(LISTED ENTRIES begins)

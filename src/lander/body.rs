//! The narrow physics surface the flight controller drives.
//!
//! [`RapierBody`] adapts the lander's Rapier components for the live game.
//! [`HeadlessBody`] integrates nothing; it records what was applied so flight
//! logic can be exercised without a physics pipeline.

use bevy::prelude::*;
use bevy_rapier2d::prelude::*;

/// Read-only view of a body's pose and motion.
pub trait BodyPose {
    fn position(&self) -> Vec2;
    /// Rotation about +Z in radians.
    fn rotation(&self) -> f32;
    fn linear_velocity(&self) -> Vec2;
    /// Radians per second, counter-clockwise positive.
    fn angular_velocity(&self) -> f32;

    /// Local +Y expressed in world space.
    fn up(&self) -> Vec2 {
        let (sin, cos) = self.rotation().sin_cos();
        Vec2::new(-sin, cos)
    }
}

/// A body the flight controller may push.
pub trait PhysicsBody: BodyPose {
    fn add_force(&mut self, force: Vec2);
    fn add_impulse(&mut self, impulse: Vec2);
    fn add_torque(&mut self, torque: f32);
    fn set_gravity_scale(&mut self, scale: f32);
}

// ── Rapier adapter ────────────────────────────────────────────────────────────

/// Pose read straight from the ECS components.
#[derive(Clone, Copy)]
pub struct RapierPose<'a> {
    pub transform: &'a Transform,
    pub velocity: &'a Velocity,
}

impl BodyPose for RapierPose<'_> {
    fn position(&self) -> Vec2 {
        self.transform.translation.truncate()
    }

    fn rotation(&self) -> f32 {
        self.transform.rotation.to_euler(EulerRot::ZYX).0
    }

    fn linear_velocity(&self) -> Vec2 {
        self.velocity.linvel
    }

    fn angular_velocity(&self) -> f32 {
        self.velocity.angvel
    }

    fn up(&self) -> Vec2 {
        self.transform.rotation.mul_vec3(Vec3::Y).truncate()
    }
}

/// Borrowed view over one lander entity's physics components.
///
/// Forces and torque accumulate into `ExternalForce`, which the flight system
/// clears at the start of each tick.  Impulses go to `ExternalImpulse`, which
/// Rapier consumes on the next step.
pub struct RapierBody<'a> {
    pub pose: RapierPose<'a>,
    pub force: &'a mut ExternalForce,
    pub impulse: &'a mut ExternalImpulse,
    pub gravity: &'a mut GravityScale,
}

impl BodyPose for RapierBody<'_> {
    fn position(&self) -> Vec2 {
        self.pose.position()
    }

    fn rotation(&self) -> f32 {
        self.pose.rotation()
    }

    fn linear_velocity(&self) -> Vec2 {
        self.pose.linear_velocity()
    }

    fn angular_velocity(&self) -> f32 {
        self.pose.angular_velocity()
    }

    fn up(&self) -> Vec2 {
        self.pose.up()
    }
}

impl PhysicsBody for RapierBody<'_> {
    fn add_force(&mut self, force: Vec2) {
        self.force.force += force;
    }

    fn add_impulse(&mut self, impulse: Vec2) {
        self.impulse.impulse += impulse;
    }

    fn add_torque(&mut self, torque: f32) {
        self.force.torque += torque;
    }

    fn set_gravity_scale(&mut self, scale: f32) {
        self.gravity.0 = scale;
    }
}

// ── Headless stand-in ─────────────────────────────────────────────────────────

/// Physics double: holds a pose and velocity, and sums everything applied.
#[derive(Debug, Clone, Default, PartialEq)]
pub struct HeadlessBody {
    pub position: Vec2,
    pub rotation: f32,
    pub velocity: Vec2,
    pub angular_velocity: f32,
    pub gravity_scale: f32,
    pub force: Vec2,
    pub impulse: Vec2,
    pub torque: f32,
}

impl HeadlessBody {
    /// True when no force, impulse or torque has been applied.
    pub fn untouched(&self) -> bool {
        self.force == Vec2::ZERO && self.impulse == Vec2::ZERO && self.torque == 0.0
    }
}

impl BodyPose for HeadlessBody {
    fn position(&self) -> Vec2 {
        self.position
    }

    fn rotation(&self) -> f32 {
        self.rotation
    }

    fn linear_velocity(&self) -> Vec2 {
        self.velocity
    }

    fn angular_velocity(&self) -> f32 {
        self.angular_velocity
    }
}

impl PhysicsBody for HeadlessBody {
    fn add_force(&mut self, force: Vec2) {
        self.force += force;
    }

    fn add_impulse(&mut self, impulse: Vec2) {
        self.impulse += impulse;
    }

    fn add_torque(&mut self, torque: f32) {
        self.torque += torque;
    }

    fn set_gravity_scale(&mut self, scale: f32) {
        self.gravity_scale = scale;
    }
}
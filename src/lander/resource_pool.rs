//! Bounded, depletable fuel store.

use crate::error::{validate_positive, LanderResult};

/// Fuel tank with a fixed capacity.
///
/// The stored amount always stays inside `[0, max]`: consumption floors at
/// zero and refills clamp at the capacity.  Neither is an error; running dry
/// is normal play.
///
/// Continuous thrust and the burst drain fuel through different entry points
/// ([`Self::consume_rate`] and [`Self::consume_fixed`]) so the caller states
/// which kind of cost it is paying.
#[derive(Debug, Clone, PartialEq)]
pub struct ResourcePool {
    amount: f32,
    max: f32,
}

impl ResourcePool {
    /// A full pool holding `max` units.  `max` must be finite and positive.
    pub fn new(max: f32) -> LanderResult<Self> {
        validate_positive("fuel_max", max)?;
        Ok(Self { amount: max, max })
    }

    /// Drain `per_second × elapsed` units (continuous thrust).
    pub fn consume_rate(&mut self, per_second: f32, elapsed: f32) {
        self.consume_fixed(per_second * elapsed);
    }

    /// Drain a flat `amount` (one-off costs such as the burst).
    ///
    /// Negative or NaN amounts drain nothing.
    pub fn consume_fixed(&mut self, amount: f32) {
        self.amount = (self.amount - amount.max(0.0)).clamp(0.0, self.max);
    }

    /// Add `amount`, clamped to the capacity.  Negative or NaN amounts add nothing.
    pub fn refill(&mut self, amount: f32) {
        self.amount = (self.amount + amount.max(0.0)).clamp(0.0, self.max);
    }

    /// Back to a full pool.
    pub fn reset(&mut self) {
        self.amount = self.max;
    }

    #[inline]
    pub fn amount(&self) -> f32 {
        self.amount
    }

    #[inline]
    pub fn max(&self) -> f32 {
        self.max
    }

    /// Fill level in `[0, 1]`.
    #[inline]
    pub fn normalized(&self) -> f32 {
        self.amount / self.max
    }

    #[inline]
    pub fn is_empty(&self) -> bool {
        self.amount <= 0.0
    }
}
//! Lander ECS systems.
//!
//! ## Pipeline
//!
//! | Schedule | System | Job |
//! |----------|--------|-----|
//! | `Update` | [`keyboard_to_input_system`] | arrows + space → `LanderInput` |
//! | `FixedUpdate` | [`lander_flight_system`] | clear forces, record velocity, run the controller tick |
//! | `FixedPostUpdate` | [`lander_collision_system`] | solid contacts → landing outcome |
//! | `FixedPostUpdate` | [`lander_overlap_system`] | sensor contacts → pickups |
//! | `FixedPostUpdate` | [`relay_lander_events_system`] | bus queue → `LanderEvent` messages |
//! | `FixedPostUpdate` | [`lander_telemetry_system`] | refresh `LanderTelemetry` |
//!
//! Tests populate `LanderInput` directly and write `CollisionEvent`
//! messages by hand, so every system here runs without Rapier or a window.

use super::body::{RapierBody, RapierPose};
use super::events::{EventBus, LanderEvent, LanderState};
use super::flight::{FlightController, LanderInput, OverlapTags};
use super::landing::Contact;
use super::{CoinPickup, FuelPickup, Lander, LandingPad, PreStepVelocity};
use bevy::prelude::*;
use bevy_rapier2d::prelude::*;
use bevy_rapier2d::rapier::geometry::CollisionEventFlags;
use std::collections::HashSet;

/// Snapshot of the lander for HUDs and other readers.
#[derive(Resource, Debug, Clone, Copy, PartialEq, Default)]
pub struct LanderTelemetry {
    pub fuel: f32,
    pub fuel_normalized: f32,
    pub state: LanderState,
    pub speed_x: f32,
    pub speed_y: f32,
    pub burst_available: bool,
}

// ── Input ─────────────────────────────────────────────────────────────────────

/// Sample the keyboard into [`LanderInput`].
///
/// - **↑** → `up`
/// - **←** → `left` (counter-clockwise torque)
/// - **→** → `right` (clockwise torque)
/// - **Space** → `burst`
pub fn keyboard_to_input_system(keys: Res<ButtonInput<KeyCode>>, mut input: ResMut<LanderInput>) {
    *input = LanderInput {
        up: keys.pressed(KeyCode::ArrowUp),
        left: keys.pressed(KeyCode::ArrowLeft),
        right: keys.pressed(KeyCode::ArrowRight),
        burst: keys.pressed(KeyCode::Space),
    };
}

// ── Flight tick ───────────────────────────────────────────────────────────────

/// Run one controller tick against the lander's Rapier components.
///
/// `ExternalForce` is zeroed first so thrust from the previous step does not
/// linger, and the current velocity is stored in [`PreStepVelocity`] for
/// impact measurement.
#[allow(clippy::type_complexity)]
pub fn lander_flight_system(
    time: Res<Time>,
    input: Res<LanderInput>,
    mut bus: ResMut<EventBus>,
    mut q: Query<
        (
            &mut FlightController,
            &Transform,
            &Velocity,
            &mut ExternalForce,
            &mut ExternalImpulse,
            &mut GravityScale,
            &mut PreStepVelocity,
        ),
        With<Lander>,
    >,
) {
    let Ok((mut controller, transform, velocity, mut force, mut impulse, mut gravity, mut pre_step)) =
        q.single_mut()
    else {
        return;
    };

    force.force = Vec2::ZERO;
    force.torque = 0.0;
    pre_step.0 = velocity.linvel;

    let mut body = RapierBody {
        pose: RapierPose {
            transform,
            velocity,
        },
        force: &mut *force,
        impulse: &mut *impulse,
        gravity: &mut *gravity,
    };
    controller.tick(*input, time.delta_secs(), &mut body, &mut bus);
}

// ── Contacts ──────────────────────────────────────────────────────────────────

/// Resolve solid contacts between the lander and anything else.
///
/// Sensor contacts (pickups) are left to [`lander_overlap_system`].  The
/// impact speed is the lander's pre-step velocity relative to the other
/// body; bodies without a `Velocity` (static terrain, pads) count as still.
#[allow(clippy::type_complexity)]
pub fn lander_collision_system(
    mut collision_events: MessageReader<CollisionEvent>,
    mut q_lander: Query<
        (
            Entity,
            &mut FlightController,
            &Transform,
            &Velocity,
            &PreStepVelocity,
        ),
        With<Lander>,
    >,
    q_pads: Query<&LandingPad>,
    q_velocity: Query<&Velocity, Without<Lander>>,
    q_pickups: Query<(), Or<(With<FuelPickup>, With<CoinPickup>)>>,
    mut bus: ResMut<EventBus>,
) {
    let Ok((lander, mut controller, transform, velocity, pre_step)) = q_lander.single_mut() else {
        return;
    };

    for event in collision_events.read() {
        let (e1, e2, flags) = match event {
            CollisionEvent::Started(e1, e2, flags) => (*e1, *e2, *flags),
            CollisionEvent::Stopped(..) => continue,
        };
        if flags.contains(CollisionEventFlags::SENSOR) {
            continue;
        }

        let other = if e1 == lander {
            e2
        } else if e2 == lander {
            e1
        } else {
            continue;
        };
        if q_pickups.contains(other) {
            continue;
        }

        let other_velocity = q_velocity
            .get(other)
            .map(|v| v.linvel)
            .unwrap_or(Vec2::ZERO);
        let contact = Contact {
            pad_multiplier: q_pads.get(other).ok().map(LandingPad::score_multiplier),
            impact_speed: (pre_step.0 - other_velocity).length(),
        };
        let pose = RapierPose {
            transform,
            velocity,
        };
        controller.handle_collision(contact, &pose, &mut bus);
    }
}

/// Collect fuel and coin pickups the lander overlaps, despawning each once.
pub fn lander_overlap_system(
    mut commands: Commands,
    mut collision_events: MessageReader<CollisionEvent>,
    mut q_lander: Query<(Entity, &mut FlightController), With<Lander>>,
    q_fuel: Query<(), With<FuelPickup>>,
    q_coin: Query<(), With<CoinPickup>>,
    mut bus: ResMut<EventBus>,
) {
    let Ok((lander, mut controller)) = q_lander.single_mut() else {
        return;
    };
    let mut collected: HashSet<Entity> = HashSet::new();

    for event in collision_events.read() {
        let (e1, e2) = match event {
            CollisionEvent::Started(e1, e2, _) => (*e1, *e2),
            CollisionEvent::Stopped(..) => continue,
        };
        let other = if e1 == lander {
            e2
        } else if e2 == lander {
            e1
        } else {
            continue;
        };
        if collected.contains(&other) {
            continue;
        }

        let tags = OverlapTags {
            fuel_pickup: q_fuel.contains(other),
            coin_pickup: q_coin.contains(other),
        };
        if !(tags.fuel_pickup || tags.coin_pickup) {
            continue;
        }
        collected.insert(other);

        controller.handle_overlap(
            tags,
            || {
                commands.entity(other).despawn();
            },
            &mut bus,
        );
    }
}

// ── Outputs ───────────────────────────────────────────────────────────────────

/// Forward everything published on the bus this step as Bevy messages.
pub fn relay_lander_events_system(
    mut bus: ResMut<EventBus>,
    mut writer: MessageWriter<LanderEvent>,
) {
    for event in bus.drain_relay() {
        writer.write(event);
    }
}

pub fn lander_telemetry_system(
    q: Query<(&FlightController, &Transform, &Velocity), With<Lander>>,
    mut telemetry: ResMut<LanderTelemetry>,
) {
    let Ok((controller, transform, velocity)) = q.single() else {
        return;
    };
    let pose = RapierPose {
        transform,
        velocity,
    };
    *telemetry = LanderTelemetry {
        fuel: controller.fuel(),
        fuel_normalized: controller.fuel_normalized(),
        state: controller.state(),
        speed_x: controller.speed_x(&pose),
        speed_y: controller.speed_y(&pose),
        burst_available: controller.burst_available(),
    };
}

// ── Unit tests ────────────────────────────────────────────────────────────────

(LISTED ENTRIES ends)

**WORK REQUEST**
Your response should contain each line of the listing in which the word "right" occurs.

**RESPONSE TO THE TASK**
/// - **→** → `right` (clockwise torque)
        right: keys.pressed(KeyCode::ArrowRight),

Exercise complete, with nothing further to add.